Article citation information:
Pamuła, T. Classification of road traffic
conditions based on texture features of traffic images using neural networks. Scientific Journal of Silesian University of
Technology. Series Transport. 2016, 92,
101-109. ISSN: 0209-3324. DOI: 10.20858/sjsutst.2016.92.10.
Teresa PAMUŁA[1]
CLASSIFICATION
OF ROAD TRAFFIC CONDITIONS BASED ON TEXTURE FEATURES OF TRAFFIC IMAGES USING
NEURAL NETWORKS
Summary. The
paper presents a method of classification of road traffic conditions based on
the analysis of the content of images of the traffic flow. The view of the
traffic lanes with vehicles is treated as a texture, while the change in the
description of its characteristics is ascribed to the change in the density of
traffic. Four classes of conditions are determined on the basis of the values
of Haralick texture features. An MLP
network is used for classification. Video data, which were registered by an UAV
hanging over a traffic junction, are used for validation of the method.
Keywords: traffic conditions; textures
features, neural networks.
1. INTRODUCTION
The problem of road traffic congestion heavily
affects the performance of traffic control and management systems. The way in
which congestion evolves and spreads in the traffic networks is important for
devising effective counter measures for diminishing its destructive character.
Automatic methods of describing and measuring the course of traffic density changes are especially desired, as control systems must act
in real time. Many traffic control systems incorporate video monitoring
subsystems for detecting traffic incidents. This provides an opportunity for
monitoring the conditions of traffic and related parameters, such as traffic
density, traffic flow, mean traffic speed and average delays.
Image processing methods are widely used for
determining road traffic parameters [4]. Video-based detectors are utilized for
counting and classifying vehicles. Surveillance systems are capable of tracking
vehicles, measuring their speed and gathering their travel parameters. Most
applications isolate individual vehicles in the sequence of images in the
course of processing. Processing is focused on finding the description of the
behaviour of the objects (vehicles). This approach is very demanding for the
design of the computing parts of the systems.
Traffic conditions determine the way in which
road users perceive their ability to travel along the road network. Traffic
conditions are described with the use of the measure of this freedom of movement,
known as levels of service (LOS). Depending on the country specifics, up to six
LOS are defined. Although the American HCM defines
six levels and the German HBS defines five [3], the
following four levels are used to describe traffic conditions in Poland: LOS I
= very good conditions; LOS II = good conditions; LOS III = medium; LOS IV =
unfavourable. Average delays and queue lengths are the main factors taken into
account in the classification of traffic conditions. Observed traffic density
on the road is directly related to these parameters. It is clear that a method
of classification of the course traffic density change is adequate to describe
the conditions, while no precise measurement of the traffic parameters is
necessary.
In effect, the task of classifying traffic
conditions can be interpreted, in the field of image processing, as a task of
classifying the scene content, where the scene depicts road lanes with traffic.
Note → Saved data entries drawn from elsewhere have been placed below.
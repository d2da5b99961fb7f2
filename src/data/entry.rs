use rand::{seq::SliceRandom, Rng};

/// Single training sample.
#[derive(Debug, Clone, PartialEq)]
pub struct Entry {
    /// Activations fed to the input neurons.
    pattern: Box<[f64]>,
    /// Desired activations of the output neurons.
    target: Box<[f64]>,
}

impl Entry {
    /// Returns entry for given pattern and target.
    ///
    /// # Examples
    /// ```
    /// # use bpnnet::data::Entry;
    /// let entry = Entry::new(vec![0.0, 1.0], vec![1.0]);
    /// assert_eq!(entry.pattern(), &[0.0, 1.0]);
    /// assert_eq!(entry.target(), &[1.0]);
    /// ```
    pub fn new(pattern: impl Into<Box<[f64]>>, target: impl Into<Box<[f64]>>) -> Entry {
        Entry {
            pattern: pattern.into(),
            target: target.into(),
        }
    }

    pub fn pattern(&self) -> &[f64] {
        &self.pattern
    }

    pub fn target(&self) -> &[f64] {
        &self.target
    }
}

/// All loaded entries, split once into three disjoint, contiguous slices:
/// `entries = [training][generalization][validation]`.
///
/// * training - first `floor(0.6 * N)` entries;
/// * generalization - next `ceil(0.2 * N)` entries;
/// * validation - the rest.
#[derive(Debug, Clone)]
pub struct Dataset {
    entries: Vec<Entry>,
    training_end: usize,
    generalization_end: usize,
}

impl Dataset {
    /// Splits entries in their current order.
    pub fn split(entries: Vec<Entry>) -> Dataset {
        let len = entries.len();
        let training_end = len * 6 / 10;
        let generalization_len = (len * 2 + 9) / 10;
        let generalization_end = (training_end + generalization_len).min(len);

        Dataset {
            entries,
            training_end,
            generalization_end,
        }
    }

    /// Shuffles entries with the given random source, then splits them.
    pub fn shuffled<R: Rng + ?Sized>(mut entries: Vec<Entry>, rng: &mut R) -> Dataset {
        entries.shuffle(rng);
        Dataset::split(entries)
    }

    pub fn len(&self) -> usize {
        self.entries.len()
    }

    pub fn is_empty(&self) -> bool {
        self.entries.is_empty()
    }

    /// All entries, in split order.
    pub fn entries(&self) -> &[Entry] {
        &self.entries
    }

    pub fn training(&self) -> &[Entry] {
        &self.entries[..self.training_end]
    }

    pub fn generalization(&self) -> &[Entry] {
        &self.entries[self.training_end..self.generalization_end]
    }

    pub fn validation(&self) -> &[Entry] {
        &self.entries[self.generalization_end..]
    }

    /// The whole split as a single training set.
    pub fn training_set(&self) -> TrainingSet<'_> {
        TrainingSet {
            training: self.training(),
            generalization: self.generalization(),
            validation: self.validation(),
        }
    }
}

/// Slices used by one training run: the (sub)set to train on, the set deciding when to stop,
/// and the held out set scored once at the end.
#[derive(Debug, Clone, Copy)]
pub struct TrainingSet<'a> {
    pub training: &'a [Entry],
    pub generalization: &'a [Entry],
    pub validation: &'a [Entry],
}
use log::{info, warn};
use rand::Rng;
use serde::{Deserialize, Serialize};
use std::{error::Error, fmt, fs::File, io, path::Path};

use super::entry::{Dataset, Entry, TrainingSet};

/// Approach used to pick the training subset of each successive training run.
#[derive(Debug, Clone, Copy, PartialEq, Serialize, Deserialize)]
#[serde(tag = "kind", rename_all = "snake_case")]
pub enum Partitioning {
    /// A single run over the whole training slice.
    Static,
    /// Runs over a prefix of the training slice growing by `step_percent` of it each time.
    Growing { step_percent: f64 },
    /// Runs over a window of `window_size` entries sliding by `step_size` each time.
    Windowing { window_size: usize, step_size: usize },
}

/// Most training sets a growing partitioning may yield.
pub const MAX_TRAINING_SETS: usize = 1 << 20;

/// Position of the partitioning within the training slice.
#[derive(Debug, Clone, Copy)]
enum Cursor {
    Static,
    Growing { step: usize, end: usize },
    Windowing { size: usize, step: usize, start: usize },
}

#[derive(Debug, Clone, Copy)]
struct Schedule {
    partitioning: Partitioning,
    cursor: Cursor,
    count: usize,
    served: usize,
}

/// Loads entries, splits them, and hands out training sets according to the selected
/// `Partitioning`.
///
/// # Examples
/// ```
/// # use bpnnet::data::{DataReader, Partitioning};
/// # use rand::{rngs::StdRng, SeedableRng};
/// let csv = (0..10).map(|i| format!("{},{}\n", i, i % 2)).collect::<String>();
///
/// let mut reader = DataReader::new();
/// reader.read_data(csv.as_bytes(), 1, 1, &mut StdRng::seed_from_u64(0)).unwrap();
/// let count = reader.set_partitioning(Partitioning::Static).unwrap();
///
/// assert_eq!(count, 1);
/// assert_eq!(reader.next_training_set().unwrap().training.len(), 6);
/// ```
#[derive(Debug, Default)]
pub struct DataReader {
    dataset: Option<Dataset>,
    schedule: Option<Schedule>,
}

impl DataReader {
    pub fn new() -> DataReader {
        DataReader::default()
    }

    /// Loads a comma separated data file, see `DataReader::read_data`.
    pub fn load_data_file<P: AsRef<Path>, R: Rng + ?Sized>(
        &mut self,
        path: P,
        inputs: usize,
        outputs: usize,
        rng: &mut R,
    ) -> Result<usize, DataError> {
        let path = path.as_ref();
        let file = File::open(path)?;
        let count = self.read_data(file, inputs, outputs, rng)?;
        info!("input file '{}' read: {} patterns loaded", path.display(), count);
        Ok(count)
    }

    /// Parses entries from `source`, shuffles them with `rng` and splits them.
    ///
    /// On success the previous dataset and partitioning are replaced (partitioning has to be
    /// selected again). On failure the reader is left as it was.
    ///
    /// # Returns
    /// * `Ok(usize)` - number of loaded entries;
    /// * `Err(DataError)` if the source can't be read or holds a malformed record.
    pub fn read_data<S: io::Read, R: Rng + ?Sized>(
        &mut self,
        source: S,
        inputs: usize,
        outputs: usize,
        rng: &mut R,
    ) -> Result<usize, DataError> {
        let entries = parse_entries(source, inputs, outputs)?;
        let dataset = Dataset::shuffled(entries, rng);
        let count = dataset.len();

        self.dataset = Some(dataset);
        self.schedule = None;
        Ok(count)
    }

    pub fn dataset(&self) -> Option<&Dataset> {
        self.dataset.as_ref()
    }

    /// Selects how training sets are created, restarting from the first one.
    ///
    /// # Returns
    /// * `Ok(usize)` - the number of training sets the approach yields;
    /// * `Err(PartitionError)` if no data is loaded or parameters are out of range.
    ///   The previously selected approach stays in effect.
    pub fn set_partitioning(&mut self, partitioning: Partitioning) -> Result<usize, PartitionError> {
        let dataset = self.dataset.as_ref().ok_or(PartitionError::NoData)?;
        let training_len = dataset.training().len();

        let (cursor, count) = match partitioning {
            Partitioning::Static => (Cursor::Static, 1),
            Partitioning::Growing { step_percent } => {
                if !(step_percent > 0.0 && step_percent <= 100.0) {
                    return Err(PartitionError::BadStepPercent(step_percent));
                }
                let count = (100.0 / step_percent).ceil();
                if count > MAX_TRAINING_SETS as f64 {
                    return Err(PartitionError::TooManySets {
                        step_percent,
                        limit: MAX_TRAINING_SETS,
                    });
                }
                let count = count as usize;
                let step = (step_percent * training_len as f64 / 100.0).ceil() as usize;
                (
                    Cursor::Growing {
                        step: step.min(training_len),
                        end: 0,
                    },
                    count,
                )
            }
            Partitioning::Windowing {
                window_size,
                step_size,
            } => {
                if window_size == 0
                    || window_size >= training_len
                    || step_size == 0
                    || step_size > window_size
                {
                    return Err(PartitionError::BadWindow {
                        window_size,
                        step_size,
                        training_len,
                    });
                }
                let count = (training_len - window_size + step_size - 1) / step_size + 1;
                (
                    Cursor::Windowing {
                        size: window_size,
                        step: step_size,
                        start: 0,
                    },
                    count,
                )
            }
        };

        info!(
            "training data partitioning: {:?}, {} training set(s)",
            partitioning, count
        );
        self.schedule = Some(Schedule {
            partitioning,
            cursor,
            count,
            served: 0,
        });
        Ok(count)
    }

    pub fn partitioning(&self) -> Option<Partitioning> {
        self.schedule.map(|s| s.partitioning)
    }

    /// Number of training sets the selected approach yields, `None` if none is selected.
    pub fn training_sets_count(&self) -> Option<usize> {
        self.schedule.map(|s| s.count)
    }

    /// Number of training sets still to be handed out.
    pub fn remaining_training_sets(&self) -> Option<usize> {
        self.schedule.map(|s| s.count - s.served)
    }

    /// Returns the next training set: the next training subset, together with the full
    /// generalization and validation slices.
    pub fn next_training_set(&mut self) -> Result<TrainingSet<'_>, PartitionError> {
        let dataset = self.dataset.as_ref().ok_or(PartitionError::NoData)?;
        let schedule = self.schedule.as_mut().ok_or(PartitionError::NoStrategy)?;
        let training = dataset.training();

        if schedule.served >= schedule.count {
            warn!(
                "all {} training set(s) were already handed out",
                schedule.count
            );
            return Err(PartitionError::Exhausted(schedule.count));
        }

        let range = match &mut schedule.cursor {
            Cursor::Static => 0..training.len(),
            Cursor::Growing { step, end } => {
                *end = (*end + *step).min(training.len());
                0..*end
            }
            Cursor::Windowing { size, step, start } => {
                let from = *start;
                *start += *step;
                from..(from + *size).min(training.len())
            }
        };
        schedule.served += 1;

        Ok(TrainingSet {
            training: &training[range],
            generalization: dataset.generalization(),
            validation: dataset.validation(),
        })
    }
}

/// Parses comma separated records: first `inputs` fields are the pattern, next `outputs`
/// the target. Further fields are ignored, records of less than three characters skipped.
pub fn parse_entries<S: io::Read>(
    source: S,
    inputs: usize,
    outputs: usize,
) -> Result<Vec<Entry>, DataError> {
    if inputs == 0 || outputs == 0 {
        return Err(DataError::BadShape { inputs, outputs });
    }

    let mut reader = csv::ReaderBuilder::new()
        .has_headers(false)
        .flexible(true)
        .trim(csv::Trim::All)
        .from_reader(source);

    let mut entries = Vec::new();
    let mut record = csv::StringRecord::new();

    while reader.read_record(&mut record)? {
        if super::is_short_record(&record) {
            continue;
        }

        let line = record.position().map_or(0, |p| p.line());
        if record.len() < inputs + outputs {
            return Err(DataError::ShortRecord {
                line,
                expected: inputs + outputs,
                got: record.len(),
            });
        }

        let mut values = record.iter().take(inputs + outputs).map(|field| {
            field.parse::<f64>().map_err(|_| DataError::BadValue {
                line,
                value: field.to_owned(),
            })
        });
        let pattern = values.by_ref().take(inputs).collect::<Result<Vec<_>, _>>()?;
        let target = values.collect::<Result<Vec<_>, _>>()?;

        entries.push(Entry::new(pattern, target));
    }

    Ok(entries)
}

/// Error structure for data loading
#[derive(Debug)]
pub enum DataError {
    Io(io::Error),
    Csv(csv::Error),
    BadShape { inputs: usize, outputs: usize },
    ShortRecord { line: u64, expected: usize, got: usize },
    BadValue { line: u64, value: String },
}

impl fmt::Display for DataError {
    fn fmt(&self, f: &mut fmt::Formatter) -> fmt::Result {
        match &self {
            DataError::Io(err) => write!(f, "Can't open data file: {}", err),
            DataError::Csv(err) => write!(f, "Can't read data file: {}", err),
            DataError::BadShape { inputs, outputs } => write!(
                f,
                "Entries need at least one input and one output, but got {} and {}!",
                inputs, outputs
            ),
            DataError::ShortRecord {
                line,
                expected,
                got,
            } => write!(
                f,
                "Expected {} values on line {}, but got {}!",
                expected, line, got
            ),
            DataError::BadValue { line, value } => {
                write!(f, "Can't parse '{}' on line {} as a number!", value, line)
            }
        }
    }
}

impl Error for DataError {
    fn source(&self) -> Option<&(dyn Error + 'static)> {
        match self {
            DataError::Io(err) => Some(err),
            DataError::Csv(err) => Some(err),
            _ => None,
        }
    }
}

impl From<io::Error> for DataError {
    fn from(err: io::Error) -> Self {
        DataError::Io(err)
    }
}

impl From<csv::Error> for DataError {
    fn from(err: csv::Error) -> Self {
        DataError::Csv(err)
    }
}

/// Error structure for training set creation
#[derive(Debug, Clone, PartialEq)]
pub enum PartitionError {
    NoData,
    NoStrategy,
    BadStepPercent(f64),
    TooManySets { step_percent: f64, limit: usize },
    BadWindow {
        window_size: usize,
        step_size: usize,
        training_len: usize,
    },
    Exhausted(usize),
}

impl fmt::Display for PartitionError {
    fn fmt(&self, f: &mut fmt::Formatter) -> fmt::Result {
        match &self {
            PartitionError::NoData => write!(f, "No data loaded!"),
            PartitionError::NoStrategy => write!(f, "No partitioning approach selected!"),
            PartitionError::BadStepPercent(step) => write!(
                f,
                "Growing step must be in (0, 100] percent, but got {}!",
                step
            ),
            PartitionError::TooManySets {
                step_percent,
                limit,
            } => write!(
                f,
                "Growing step of {} percent yields more than {} training sets!",
                step_percent, limit
            ),
            PartitionError::BadWindow {
                window_size,
                step_size,
                training_len,
            } => write!(
                f,
                "Window of {} entries moving by {} doesn't fit {} training entries \
                (need 0 < step <= window < entries)!",
                window_size, step_size, training_len
            ),
            PartitionError::Exhausted(count) => {
                write!(f, "All {} training sets were already used!", count)
            }
        }
    }
}

impl Error for PartitionError {}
The need for the isolation of objects becomes superfluous. Various ways of scene
content classification are used in practice. The common approach is to use
texture features.
The texture approach to the analysis of image
content for determining traffic conditions is proposed by a number of research
teams. Qiaoa and Shia [6] propose using edges and
texture parameters of car bodies to isolate them. Movement parameters are
determined on the basis of the video inter-frame difference analysis. A local
binary pattern visual descriptor is used for texture description. Although the
regions of interest in the image are defined, no attempt is made to compute
descriptions for the entire regions. The regions are used to limit the area of
vehicle detection and enable efficient calculation of traffic parameters, such
as the stationary queue length and lane occupation.
In [1], vehicle corners and background
characteristics are used in the representation of traffic state features. This
approach does not exactly correspond with texture analysis, but is based on the
idea of classification of the scene content without extracting individual
vehicles. Classifiers are designed, which use background model histogram
parameters and vehicle corners to recognize the following traffic states:
non-blocked, slow, and jammed at different times of day.
Authors of the work presented in [2] use
texture features, which are calculated using grey level co-occurrence matrices
(GLCMs) for traffic congestion detection. Arbitrarily
chosen features are energy and entropy, which are computed using four GLCMs representing horizontal, vertical and diagonal
features in the image. The registered images are, at first, converted to 32
level grey images in order to diminish the necessary calculation burden. An experimentally
established threshold enables the classification of the image content into
jammed and free traffic states.
Neural networks (NNs)
are proven to be efficient tools for classification tasks [8] when the input
variables do not show a clear impact on the classification result. The results
presented in [9] illustrate this approach. The traffic flow class is recognized
using values from a window in the time series of traffic flow. The size of the
window is minimized simply to retain the recognition capability, thus reducing,
at most, the signalling delay. Outputs of the NNs
are to be used for signalling the need to change a traffic control or
management strategy for use in intelligent transportation system applications.
The main contribution of the paper is the
design of the method for using a set of Haralick
texture features for classification of traffic conditions (LOS). An optimal set
of texture features and a NN configuration is
proposed to determine LOS. The small computing requirements will promote the
use of this method for real-time applications in road traffic control systems.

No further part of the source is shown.